Required work: Write out the full listing exactly.

Provided entries:
____

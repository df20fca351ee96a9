//! Identifier → word-position map and occurrence masking.

/// Placeholder written over a masked identifier occurrence
pub const MASK_TOKEN: &str = "<unk>";

/// Ordered map from identifier name to the word positions where it occurs.
///
/// Positions index into `Program::words()`. Each position belongs to exactly
/// one identifier, and the map is rebuilt whenever the program changes.
#[derive(Debug, Clone, Default, PartialEq, Eq)]
pub struct PositionMap {
    entries: Vec<(String, Vec<usize>)>,
}

impl PositionMap {
    /// Map every name in `names` that occurs in `words`. Absent names and
    /// duplicates are dropped; order follows `names`.
    ///
    /// Matching is textual. Attacks pass only names that occur as
    /// identifier tokens, since renaming never touches literals or punctuation.
    pub fn build<S: AsRef<str>>(words: &[String], names: &[S]) -> Self {
        let mut entries: Vec<(String, Vec<usize>)> = Vec::new();
        for name in names {
            let name = name.as_ref();
            if entries.iter().any(|(n, _)| n == name) {
                continue;
            }
            let positions: Vec<usize> = words
                .iter()
                .enumerate()
                .filter(|(_, w)| w.as_str() == name)
                .map(|(i, _)| i)
                .collect();
            if !positions.is_empty() {
                entries.push((name.to_string(), positions));
            }
        }
        Self { entries }
    }

    pub fn get(&self, name: &str) -> Option<&[usize]> {
        self.entries
            .iter()
            .find(|(n, _)| n == name)
            .map(|(_, p)| p.as_slice())
    }

    pub fn names(&self) -> impl Iterator<Item = &str> {
        self.entries.iter().map(|(n, _)| n.as_str())
    }

    pub fn iter(&self) -> impl Iterator<Item = (&str, &[usize])> {
        self.entries.iter().map(|(n, p)| (n.as_str(), p.as_slice()))
    }

    pub fn len(&self) -> usize {
        self.entries.len()
    }

    pub fn is_empty(&self) -> bool {
        self.entries.is_empty()
    }

    /// Every mapped position, ascending
    pub fn all_positions(&self) -> Vec<usize> {
        let mut all: Vec<usize> = self.entries.iter().flat_map(|(_, p)| p.iter().copied()).collect();
        all.sort_unstable();
        all
    }

    pub fn total_occurrences(&self) -> usize {
        self.entries.iter().map(|(_, p)| p.len()).sum()
    }
}

/// One masked copy of `words` per position, in the order given
pub fn mask_positions(words: &[String], positions: &[usize], placeholder: &str) -> Vec<Vec<String>> {
    positions
        .iter()
        .filter(|&&p| p < words.len())
        .map(|&p| {
            let mut masked = words.to_vec();
            masked[p] = placeholder.to_string();
            masked
        })
        .collect()
}
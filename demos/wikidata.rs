use pbfstream::{Consumer, Node, ParseConfig, PbfDecoder, Relation, Way};

use std::sync::Arc;

fn print_wikidata_tag(tags: &[(&str, &str)]) {
    for (key, value) in tags {
        if *key == "wikidata" {
            println!("{key}: {value}");
        }
    }
}

struct WikidataPrinter;

impl Consumer for WikidataPrinter {
    fn on_node(&self, node: Node<'_>) {
        print_wikidata_tag(&node.tags);
    }

    fn on_way(&self, way: Way<'_>) {
        print_wikidata_tag(&way.tags);
    }

    fn on_relation(&self, relation: Relation<'_>) {
        print_wikidata_tag(&relation.tags);
    }
}

fn main() -> Result<(), Box<dyn std::error::Error>> {
    let pbf_path = std::env::args()
        .nth(1)
        .expect("Expected an OSM PBF file as first argument");

    let decoder = PbfDecoder::open(pbf_path)?;
    decoder.parse(Arc::new(WikidataPrinter), &ParseConfig::default())?;

    Ok(())
}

____

Result for this exercise:
repository df20fca351ee96a9
//! Identifier → word-position map and occurrence masking.

/// Placeholder written over a masked identifier occurrence
pub const MASK_TOKEN: &str = "<unk>";

/// Ordered map from identifier name to the word positions where it occurs.
///
/// Positions index into `Program::words()`. Each position belongs to exactly
/// one identifier, and the map is rebuilt whenever the program changes.
#[derive(Debug, Clone, Default, PartialEq, Eq)]
pub struct PositionMap {
    entries: Vec<(String, Vec<usize>)>,
}

impl PositionMap {
    /// Map every name in `names` that occurs in `words`. Absent names and
    /// duplicates are dropped; order follows `names`.
    ///
    /// Matching is textual. Attacks pass only names that occur as
    /// identifier tokens, since renaming never touches literals or punctuation.
    pub fn build<S: AsRef<str>>(words: &[String], names: &[S]) -> Self {
        let mut entries: Vec<(String, Vec<usize>)> = Vec::new();
        for name in names {
            let name = name.as_ref();
            if entries.iter().any(|(n, _)| n == name) {
                continue;
            }
            let positions: Vec<usize> = words
                .iter()
                .enumerate()
                .filter(|(_, w)| w.as_str() == name)
                .map(|(i, _)| i)
                .collect();
            if !positions.is_empty() {
                entries.push((name.to_string(), positions));
            }
        }
        Self { entries }
    }

    pub fn get(&self, name: &str) -> Option<&[usize]> {
        self.entries
            .iter()
            .find(|(n, _)| n == name)
            .map(|(_, p)| p.as_slice())
    }

    pub fn names(&self) -> impl Iterator<Item = &str> {
        self.entries.iter().map(|(n, _)| n.as_str())
    }

    pub fn iter(&self) -> impl Iterator<Item = (&str, &[usize])> {
        self.entries.iter().map(|(n, p)| (n.as_str(), p.as_slice()))
    }

    pub fn len(&self) -> usize {
        self.entries.len()
    }

    pub fn is_empty(&self) -> bool {
        self.entries.is_empty()
    }

    /// Every mapped position, ascending
    pub fn all_positions(&self) -> Vec<usize> {
        let mut all: Vec<usize> = self.entries.iter().flat_map(|(_, p)| p.iter().copied()).collect();
        all.sort_unstable();
        all
    }

    pub fn total_occurrences(&self) -> usize {
        self.entries.iter().map(|(_, p)| p.len()).sum()
    }
}

/// One masked copy of `words` per position, in the order given
pub fn mask_positions(words: &[String], positions: &[usize], placeholder: &str) -> Vec<Vec<String>> {
    positions
        .iter()
        .filter(|&&p| p < words.len())
        .map(|&p| {
            let mut masked = words.to_vec();
            masked[p] = placeholder.to_string();
            masked
        })
        .collect()
}
filename demos/wikidata.rs
use pbfstream::{Consumer, Node, ParseConfig, PbfDecoder, Relation, Way};

use std::sync::Arc;

fn print_wikidata_tag(tags: &[(&str, &str)]) {
    for (key, value) in tags {
        if *key == "wikidata" {
            println!("{key}: {value}");
        }
    }
}

struct WikidataPrinter;

impl Consumer for WikidataPrinter {
    fn on_node(&self, node: Node<'_>) {
        print_wikidata_tag(&node.tags);
    }

    fn on_way(&self, way: Way<'_>) {
        print_wikidata_tag(&way.tags);
    }

    fn on_relation(&self, relation: Relation<'_>) {
        print_wikidata_tag(&relation.tags);
    }
}

fn main() -> Result<(), Box<dyn std::error::Error>> {
    let pbf_path = std::env::args()
        .nth(1)
        .expect("Expected an OSM PBF file as first argument");

    let decoder = PbfDecoder::open(pbf_path)?;
    decoder.parse(Arc::new(WikidataPrinter), &ParseConfig::default())?;

    Ok(())
}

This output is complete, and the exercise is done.